Für den Streitfall hat diese Auslegung zur Folge, dass der geltend gemachte Anspruch der Klägerin durch Eintritt der Festsetzungsverjährung seit Januar 2013 erloschen ist.

Praxishinweis

Im Rahmen der oben zitierten Entscheidung bestätigt der BFH erneut seine Auslegung des Verbrauchsteuerrechts. Eine neue Qualität erlangt die hier bewertete Entscheidung jedoch dadurch, dass der BFH den Gesetzeswortlaut des Tatbestandsmerkmals „Versteuerung“ nunmehr mit Hilfe des Begriffs der „Verwendung“ auslegt. Da das Tatbestandsmerkmal der „Verwendung“ gleichzeitig Voraussetzung für einen Entlastungsanspruch nach § 51 Abs. 1 EnergieStG ist, kann geschlussfolgert werden, dass das Tatbestandsmerkmal der „Versteuerung“ im Sinne der Anspruchsnorm somit gegenstandslos geworden ist.

Auch die Frage nach dem Anwendungsspielraum § 95 Abs. 1 Satz 4 EnergieStV könnte zukünftig gestellt werden, da der BFH in dem vorliegenden Fall dieser Norm quasi keine Bedeutung hat zukommen lassen.

Hinzu kommt, dass einige Finanzgerichte Entlastungsanträgen in ähnlich gelagerten Fällen stattgegeben haben (vgl. FG Hamburg, Urt. v. 02.03.2011, 4 K 181/10, FG München, Urt. v. 04.02.2016, 14 K 23/14, a.A. FG Düsseldorf, Urt. v. 27.05.2015, 4 K 1961/14 VSt), was dafür spricht, dass die Entscheidung des BFH zu einer Umkehr in der Rechtsprechung führen wird.
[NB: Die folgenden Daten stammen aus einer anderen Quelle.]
//! Recursive placeholder expansion.
//!
//! A placeholder is a span `prefix key [separator fallback] suffix`, by
//! default `#{key:fallback}`. Expansion scans text left to right and, for
//! each placeholder:
//!
//! 1. finds the matching suffix, skipping over nested placeholders;
//! 2. splits the content on the first top-level separator;
//! 3. expands the key itself, since it may contain placeholders;
//! 4. looks the key up and expands the value found, or expands the fallback,
//!    or (when neither exists) keeps the span verbatim in
//!    [`Mode::Permissive`] and fails in [`Mode::Strict`].
//!
//! Keys currently being expanded are tracked per top-level call; meeting one
//! again is reported as [`Error::CircularReference`].
//!
//! An escape character (default `\`) directly before a prefix keeps that
//! placeholder literally, minus the escape; a doubled escape yields one
//! literal escape followed by the expanded placeholder. Directly before a
//! separator it makes the separator part of the key. Anywhere else the
//! escape is an ordinary character.
//!
//! # Examples
//!
//! ```
//! use std::collections::HashMap;
//! use propchain::placeholder::{Mode, PlaceholderExpander};
//!
//! let values = HashMap::from([("host", "db.local"), ("url", "jdbc://#{host}:#{port:5432}")]);
//! let lookup = |key: &str| values.get(key).map(|v| v.to_string());
//!
//! let expander = PlaceholderExpander::default();
//! let expanded = expander.replace_placeholders("#{url}", Mode::Strict, lookup).unwrap();
//! assert_eq!(expanded, "jdbc://db.local:5432");
//! ```

#[cfg(all(test, feature = "property-tests"))]
mod proptests;

use std::collections::HashSet;

use crate::error::{Error, Result};

/// Default placeholder prefix.
pub const DEFAULT_PREFIX: &str = "#{";

/// Default placeholder suffix.
pub const DEFAULT_SUFFIX: &str = "}";

/// Default separator between key and fallback.
pub const DEFAULT_SEPARATOR: &str = ":";

/// Default escape character.
pub const DEFAULT_ESCAPE: char = '\\';

/// What to do with a placeholder that has neither a value nor a fallback.
#[derive(Debug, Clone, Copy, PartialEq, Eq)]
pub enum Mode {
    /// Fail with [`Error::UnresolvablePlaceholder`].
    Strict,
    /// Leave the placeholder text untouched.
    Permissive,
}

/// Key lookup used during expansion.
///
/// The scope records where a piece of text came from. It is handed back with
/// every lookup so the implementation can restrict which values a
/// placeholder may see; `has_fallback` tells it whether the placeholder
/// declares a fallback of its own.
pub trait ScopedLookup {
    /// Origin marker for a piece of text.
    type Scope: Clone;

    /// Looks up `key` for a placeholder found in text from `scope`.
    ///
    /// Returns the raw value and the scope it came from.
    fn lookup(&self, key: &str, scope: &Self::Scope, has_fallback: bool)
        -> Option<(String, Self::Scope)>;
}

/// Adapts a plain `key -> value` function to [`ScopedLookup`].
struct FnLookup<F>(F);

impl<F> ScopedLookup for FnLookup<F>
where
    F: Fn(&str) -> Option<String>,
{
    type Scope = ();

    fn lookup(&self, key: &str, _scope: &(), _has_fallback: bool) -> Option<(String, ())> {
        (self.0)(key).map(|value| (value, ()))
    }
}

/// Placeholder syntax and the expansion algorithm.
#[derive(Debug, Clone, PartialEq, Eq)]
pub struct PlaceholderExpander {
    prefix: String,
    suffix: String,
    nesting_prefix: String,
    separator: Option<String>,
    escape: Option<char>,
}

impl Default for PlaceholderExpander {
    fn default() -> Self {
        Self::new(DEFAULT_PREFIX, DEFAULT_SUFFIX)
            .with_separator(Some(DEFAULT_SEPARATOR))
            .with_escape(Some(DEFAULT_ESCAPE))
    }
}

impl PlaceholderExpander {
    /// Creates an expander for `prefix`/`suffix` with no separator and no
    /// escape character.
    ///
    /// # Panics
    ///
    /// Panics if `prefix` or `suffix` is empty.
    #[must_use]
    pub fn new(prefix: impl Into<String>, suffix: impl Into<String>) -> Self {
        let prefix = prefix.into();
        let suffix = suffix.into();
        assert!(
            !prefix.is_empty() && !suffix.is_empty(),
            "placeholder prefix and suffix must not be empty"
        );
        let nesting_prefix = nesting_prefix(&prefix, &suffix);
        Self {
            prefix,
            suffix,
            nesting_prefix,
            separator: None,
            escape: None,
        }
    }

    /// Sets the key/fallback separator; `None` disables fallbacks.
    #[must_use]
    pub fn with_separator(mut self, separator: Option<&str>) -> Self {
        self.separator = separator.filter(|s| !s.is_empty()).map(str::to_string);
        self
    }

    /// Sets the escape character; `None` disables escaping.
    #[must_use]
    pub fn with_escape(mut self, escape: Option<char>) -> Self {
        self.escape = escape;
        self
    }

    /// The placeholder prefix.
    #[must_use]
    pub fn prefix(&self) -> &str {
        &self.prefix
    }

    /// The placeholder suffix.
    #[must_use]
    pub fn suffix(&self) -> &str {
        &self.suffix
    }

    /// Expands `text` using a plain lookup function.
    ///
    /// # Errors
    ///
    /// Returns [`Error::CircularReference`] on cycles, and in
    /// [`Mode::Strict`] [`Error::UnresolvablePlaceholder`] for placeholders
    /// with neither value nor fallback.
    pub fn replace_placeholders<F>(&self, text: &str, mode: Mode, lookup: F) -> Result<String>
    where
        F: Fn(&str) -> Option<String>,
    {
        self.replace_placeholders_scoped(text, mode, &FnLookup(lookup), &())
    }

    /// Expands `text`, which originates from `scope`.
    ///
    /// # Errors
    ///
    /// Same as [`replace_placeholders`](Self::replace_placeholders).
    pub fn replace_placeholders_scoped<L>(
        &self,
        text: &str,
        mode: Mode,
        lookup: &L,
        scope: &L::Scope,
    ) -> Result<String>
    where
        L: ScopedLookup,
    {
        let mut expansion = Expansion {
            syntax: self,
            lookup,
            mode,
            root: text,
            visiting: HashSet::new(),
        };
        expansion.expand(text, scope)
    }

    /// Finds the suffix closing the placeholder whose content starts at
    /// `from`, skipping nested placeholders.
    ///
    /// An escape only matters before a prefix or a separator; before
    /// anything else, the suffix included, it is an ordinary character.
    fn find_end(&self, text: &str, from: usize) -> Option<usize> {
        let mut idx = from;
        let mut nested = 0usize;
        while idx < text.len() {
            let rest = &text[idx..];
            if let Some(escape) = self.escape {
                if let Some(after) = rest.strip_prefix(escape) {
                    if after.starts_with(&self.prefix)
                        || self.separator.as_deref().is_some_and(|sep| after.starts_with(sep))
                    {
                        idx += escape.len_utf8();
                        idx += after.chars().next()?.len_utf8();
                        continue;
                    }
                }
            }
            if rest.starts_with(&self.suffix) {
                if nested == 0 {
                    return Some(idx);
                }
                nested -= 1;
                idx += self.suffix.len();
            } else if rest.starts_with(&self.nesting_prefix) {
                nested += 1;
                idx += self.nesting_prefix.len();
            } else {
                idx += rest.chars().next()?.len_utf8();
            }
        }
        None
    }

    /// Splits placeholder content into key and fallback at the first
    /// top-level separator.
    fn split<'t>(&self, content: &'t str) -> (String, Option<&'t str>) {
        let Some(separator) = self.separator.as_deref() else {
            return (content.to_string(), None);
        };

        let mut key = String::with_capacity(content.len());
        let mut idx = 0;
        while idx < content.len() {
            let rest = &content[idx..];
            if let Some(escape) = self.escape {
                if rest.starts_with(escape) && rest[escape.len_utf8()..].starts_with(separator) {
                    key.push_str(separator);
                    idx += escape.len_utf8() + separator.len();
                    continue;
                }
            }
            if rest.starts_with(&self.prefix) {
                if let Some(end) = self.find_end(content, idx + self.prefix.len()) {
                    let next = end + self.suffix.len();
                    key.push_str(&content[idx..next]);
                    idx = next;
                    continue;
                }
            }
            if rest.starts_with(separator) {
                return (key, Some(&content[idx + separator.len()..]));
            }
            let Some(ch) = rest.chars().next() else { break };
            key.push(ch);
            idx += ch.len_utf8();
        }
        (key, None)
    }
}

/// The opener tracked for nesting: `{` for `#{...}`, `(` for `$(...)` and so
/// on, otherwise the full prefix.
fn nesting_prefix(prefix: &str, suffix: &str) -> String {
    let simple = match suffix {
        "}" => "{",
        "]" => "[",
        ")" => "(",
        _ => return prefix.to_string(),
    };
    if prefix.ends_with(simple) {
        simple.to_string()
    } else {
        prefix.to_string()
    }
}

/// State of one top-level expansion call.
struct Expansion<'a, L: ScopedLookup> {
    syntax: &'a PlaceholderExpander,
    lookup: &'a L,
    mode: Mode,
    root: &'a str,
    visiting: HashSet<String>,
}

impl<L: ScopedLookup> Expansion<'_, L> {
    fn expand(&mut self, text: &str, scope: &L::Scope) -> Result<String> {
        let syntax = self.syntax;
        let mut out = String::with_capacity(text.len());
        let mut pos = 0;

        while let Some(found) = text[pos..].find(&syntax.prefix) {
            let start = pos + found;
            let content_start = start + syntax.prefix.len();

            // A run of escapes before the prefix collapses in pairs; an odd
            // one left over keeps the placeholder literal.
            if let Some(escape) = syntax.escape {
                let run = text[pos..start]
                    .chars()
                    .rev()
                    .take_while(|c| *c == escape)
                    .count();
                if run > 0 {
                    out.push_str(&text[pos..start - run * escape.len_utf8()]);
                    out.extend(std::iter::repeat(escape).take(run / 2));
                    pos = start;
                    if run % 2 == 1 {
                        let literal_end = syntax
                            .find_end(text, content_start)
                            .map_or(content_start, |end| end + syntax.suffix.len());
                        out.push_str(&text[start..literal_end]);
                        pos = literal_end;
                        continue;
                    }
                }
            }

            // Unterminated: keep the prefix and carry on scanning after it.
            let Some(end) = syntax.find_end(text, content_start) else {
                out.push_str(&text[pos..content_start]);
                pos = content_start;
                continue;
            };
            out.push_str(&text[pos..start]);
            let next = end + syntax.suffix.len();
            let resolved = self.placeholder(&text[content_start..end], &text[start..next], scope)?;
            out.push_str(&resolved);
            pos = next;
        }

        out.push_str(&text[pos..]);
        Ok(out)
    }

    fn placeholder(&mut self, content: &str, original: &str, scope: &L::Scope) -> Result<String> {
        let (raw_key, fallback) = self.syntax.split(content);
        let key = self.expand(&raw_key, scope)?;

        if !self.visiting.insert(key.clone()) {
            return Err(Error::CircularReference { key });
        }
        let result = self.substitute(&key, fallback, original, scope);
        self.visiting.remove(&key);
        result
    }

    fn substitute(
        &mut self,
        key: &str,
        fallback: Option<&str>,
        original: &str,
        scope: &L::Scope,
    ) -> Result<String> {
        if let Some((value, origin)) = self.lookup.lookup(key, scope, fallback.is_some()) {
            return self.expand(&value, &origin);
        }
        match (fallback, self.mode) {
            (Some(fallback), _) => self.expand(fallback, scope),
            (None, Mode::Permissive) => Ok(original.to_string()),
            (None, Mode::Strict) => Err(Error::UnresolvablePlaceholder {
                placeholder: key.to_string(),
                text: self.root.to_string(),
            }),
        }
    }
}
Entlastungsberechtigte Unternehmen sollten vor dem Hintergrund der aktuellen Rechtsprechung die internen Prozesse dahingehend überprüfen, ob die intern überwachten Verjährungsfristen an die Lieferung des bezogenen Erzeugnisses anknüpfen oder von einer Steueranmeldung des Versorgers abhängig gemacht werden. Nur wenn zukünftig berücksichtigt wird, dass die Laufzeit für die Festsetzungsfrist bereits mit der Lieferung/Verwendung beginnt, kann sichergestellt werden, dass Entlastungsansprüche rechtzeitig geltend gemacht werden.